● Work to complete
Read through the data and count the lines that contain the string "total"; give only the result.

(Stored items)
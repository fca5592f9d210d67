//! The document store: one [`Document`], its last-saved time, and
//! write-through persistence.
//!
//! Every mutation replaces a whole section (or the whole document) and is
//! then saved to the backing [`Database`], if any. A failed save is logged
//! and remembered but never undoes the in-memory change: for the current
//! session the in-memory document is authoritative.

use chrono::{DateTime, Utc};
use serde::{Deserialize, Serialize};
use serde_json::Value;

use crate::db::{Database, StoredRecord};
use crate::error::{DocError, Result};
use crate::models::{Document, Section, SectionKey};
use crate::render;

/// Fixed key the document is stored under.
pub const STORAGE_KEY: &str = "documentation-storage";

/// Version written alongside the payload.
///
/// - `0`: the payload is a bare document.
/// - `1`: the payload is `{"data": <document>, "lastSaved": <rfc3339|null>}`.
pub const STORAGE_VERSION: i64 = 1;

/// The persisted envelope.
#[derive(Debug, Clone, PartialEq, Serialize, Deserialize)]
#[serde(rename_all = "camelCase")]
pub struct PersistedState {
    pub data: Document,
    #[serde(default)]
    pub last_saved: Option<DateTime<Utc>>,
}

#[derive(Serialize)]
#[serde(rename_all = "camelCase")]
struct PersistedStateRef<'a> {
    data: &'a Document,
    last_saved: Option<DateTime<Utc>>,
}

pub struct DocumentStore {
    data: Document,
    last_saved: Option<DateTime<Utc>>,
    db: Option<Database>,
    persistence_error: Option<String>,
}

impl DocumentStore {
    /// A store with no durable backing.
    pub fn in_memory() -> Self {
        Self {
            data: Document::new(),
            last_saved: None,
            db: None,
            persistence_error: None,
        }
    }

    /// A store backed by `db`, hydrated from whatever it holds.
    ///
    /// Unreadable or unknown stored state falls back to the empty document.
    pub fn open(db: Database) -> Self {
        let mut store = Self::in_memory();

        match db.load_record(STORAGE_KEY) {
            Ok(Some(record)) => {
                if let Some(state) = decode_record(&record) {
                    tracing::info!(
                        "Loaded documentation (version {}, saved {})",
                        record.version,
                        record.updated_at.to_rfc3339()
                    );
                    store.data = state.data;
                    store.last_saved = state.last_saved;
                }
            }
            Ok(None) => tracing::debug!("No stored documentation, starting empty"),
            Err(e) => {
                tracing::warn!("Failed to load stored documentation: {:#}", e);
                store.persistence_error = Some(e.to_string());
            }
        }

        store.db = Some(db);
        store
    }

    pub fn document(&self) -> &Document {
        &self.data
    }

    pub fn last_saved(&self) -> Option<DateTime<Utc>> {
        self.last_saved
    }

    /// The most recent persistence failure, cleared by the next successful save.
    pub fn persistence_error(&self) -> Option<&str> {
        self.persistence_error.as_deref()
    }

    pub fn section(&self, key: SectionKey) -> Section {
        self.data.section(key)
    }

    /// Replace one section wholesale and record the save time.
    ///
    /// A rejected section leaves the store, its save time and the persisted
    /// state untouched.
    pub fn update_section(&mut self, section: Section) -> Result<()> {
        let key = section.key();
        self.data.replace_section(section)?;
        tracing::debug!("Updated section {}", key);
        self.last_saved = Some(Utc::now());
        self.persist();
        Ok(())
    }

    /// Replace one section from loosely typed JSON.
    ///
    /// A value that does not fit the section's shape is rejected and leaves
    /// the store untouched.
    pub fn update_section_json(&mut self, key: SectionKey, value: Value) -> Result<()> {
        let section = Section::from_value(key, value).map_err(|e| DocError::InvalidSection {
            section: key,
            reason: e.to_string(),
        })?;
        self.update_section(section)
    }

    /// Reset to the empty document and forget the save time.
    pub fn clear_data(&mut self) {
        tracing::info!("Clearing documentation");
        self.data = Document::new();
        self.last_saved = None;
        self.persist();
    }

    /// Pretty-printed JSON snapshot of the document.
    pub fn export_data(&self) -> Result<String> {
        render::json::render(&self.data)
    }

    /// Replace the document with one parsed from `json`.
    ///
    /// Returns `false` and leaves the store untouched when the text is not a
    /// document.
    pub fn import_data(&mut self, json: &str) -> bool {
        match self.try_import_data(json) {
            Ok(()) => true,
            Err(e) => {
                tracing::warn!("Import rejected: {}", e);
                false
            }
        }
    }

    /// [`DocumentStore::import_data`], reporting why an import was rejected.
    pub fn try_import_data(&mut self, json: &str) -> Result<()> {
        let value: Value =
            serde_json::from_str(json).map_err(|e| DocError::InvalidImport(e.to_string()))?;
        if !value.is_object() {
            return Err(DocError::InvalidImport(
                "expected a JSON object at the top level".to_string(),
            ));
        }
        // Sections missing from the payload take their empty defaults
        let data: Document =
            serde_json::from_value(value).map_err(|e| DocError::InvalidImport(e.to_string()))?;

        tracing::info!("Imported documentation ({} sections filled)", data.filled_count());
        self.data = data;
        self.last_saved = Some(Utc::now());
        self.persist();
        Ok(())
    }

    /// Share of the twelve sections that are structurally filled, in whole
    /// percent.
    pub fn completion_percentage(&self) -> u8 {
        let total = SectionKey::ALL.len() as f64;
        let filled = self.data.filled_count() as f64;
        (filled / total * 100.0).round() as u8
    }

    fn persist(&mut self) {
        let Some(db) = &self.db else {
            return;
        };

        let state = PersistedStateRef {
            data: &self.data,
            last_saved: self.last_saved,
        };
        let result = serde_json::to_string(&state)
            .map_err(anyhow::Error::from)
            .and_then(|payload| db.save_record(STORAGE_KEY, STORAGE_VERSION, &payload));

        match result {
            Ok(_) => self.persistence_error = None,
            Err(e) => {
                tracing::warn!("Failed to persist documentation: {:#}", e);
                self.persistence_error = Some(DocError::Storage(e.to_string()).to_string());
            }
        }
    }
}

impl Default for DocumentStore {
    fn default() -> Self {
        Self::in_memory()
    }
}

/// Decode a stored record, migrating older payload versions.
///
/// Returns `None` for unknown versions and undecodable payloads so the
/// caller starts from the empty document.
pub fn decode_record(record: &StoredRecord) -> Option<PersistedState> {
    let decoded = match record.version {
        0 => serde_json::from_str::<Document>(&record.payload).map(|data| PersistedState {
            data,
            last_saved: None,
        }),
        STORAGE_VERSION => serde_json::from_str::<PersistedState>(&record.payload),
        other => {
            tracing::warn!(
                "Stored documentation has unknown version {}, starting empty",
                other
            );
            return None;
        }
    };

    match decoded {
        Ok(state) => Some(state),
        Err(e) => {
            tracing::warn!("Stored documentation is unreadable, starting empty: {}", e);
            None
        }
    }
}

#[cfg(test)]
mod tests {
    use super::*;
    use crate::models::{FieldMap, Overview};

    fn record(version: i64, payload: &str) -> StoredRecord {
        StoredRecord {
            key: STORAGE_KEY.to_string(),
            version,
            payload: payload.to_string(),
            updated_at: Utc::now(),
        }
    }

    #[test]
    fn test_decode_current_version() {
        let state = decode_record(&record(
            1,
            r#"{"data":{"overview":{"projectName":"EcoTrack"}},"lastSaved":null}"#,
        ))
        .unwrap();
        assert_eq!(state.data.project_name(), Some("EcoTrack"));
        assert!(state.last_saved.is_none());
    }

    #[test]
    fn test_decode_bare_document_from_version_zero() {
        let state = decode_record(&record(0, r#"{"design":{"typography":"Inter"}}"#)).unwrap();
        assert_eq!(state.data.design.get("typography"), Some("Inter"));
    }

    #[test]
    fn test_decode_unknown_version_falls_back() {
        assert!(decode_record(&record(7, r#"{"data":{}}"#)).is_none());
        assert!(decode_record(&record(1, "not json")).is_none());
    }

    #[test]
    fn test_update_section_sets_last_saved() {
        let mut store = DocumentStore::in_memory();
        assert!(store.last_saved().is_none());

        store
            .update_section(Section::Map(
                SectionKey::Testing,
                FieldMap::new().with("unitTests", "cargo test"),
            ))
            .unwrap();
        assert!(store.last_saved().is_some());
        assert_eq!(store.completion_percentage(), 8);
    }

    #[test]
    fn test_mistagged_map_section_is_not_saved() {
        let mut store = DocumentStore::in_memory();

        let err = store
            .update_section(Section::Map(
                SectionKey::Api,
                FieldMap::new().with("baseUrl", "https://api.eco"),
            ))
            .unwrap_err();

        assert!(matches!(err, DocError::InvalidSection { section: SectionKey::Api, .. }));
        assert!(store.last_saved().is_none());
        assert_eq!(store.completion_percentage(), 0);
    }

    #[test]
    fn test_wrong_shape_json_leaves_section_untouched() {
        let mut store = DocumentStore::in_memory();
        store
            .update_section(Section::Overview(Overview {
                project_name: Some("EcoTrack".to_string()),
                ..Default::default()
            }))
            .unwrap();

        let err = store
            .update_section_json(SectionKey::Overview, serde_json::json!(["not", "a", "map"]))
            .unwrap_err();
        assert!(matches!(err, DocError::InvalidSection { .. }));
        assert_eq!(store.document().project_name(), Some("EcoTrack"));
    }

    #[test]
    fn test_import_rejects_non_object() {
        let mut store = DocumentStore::in_memory();
        assert!(!store.import_data("[1, 2, 3]"));
        assert!(!store.import_data(r#"{"personas": "nobody"}"#));
        assert!(store.last_saved().is_none());
    }
}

● Task response
2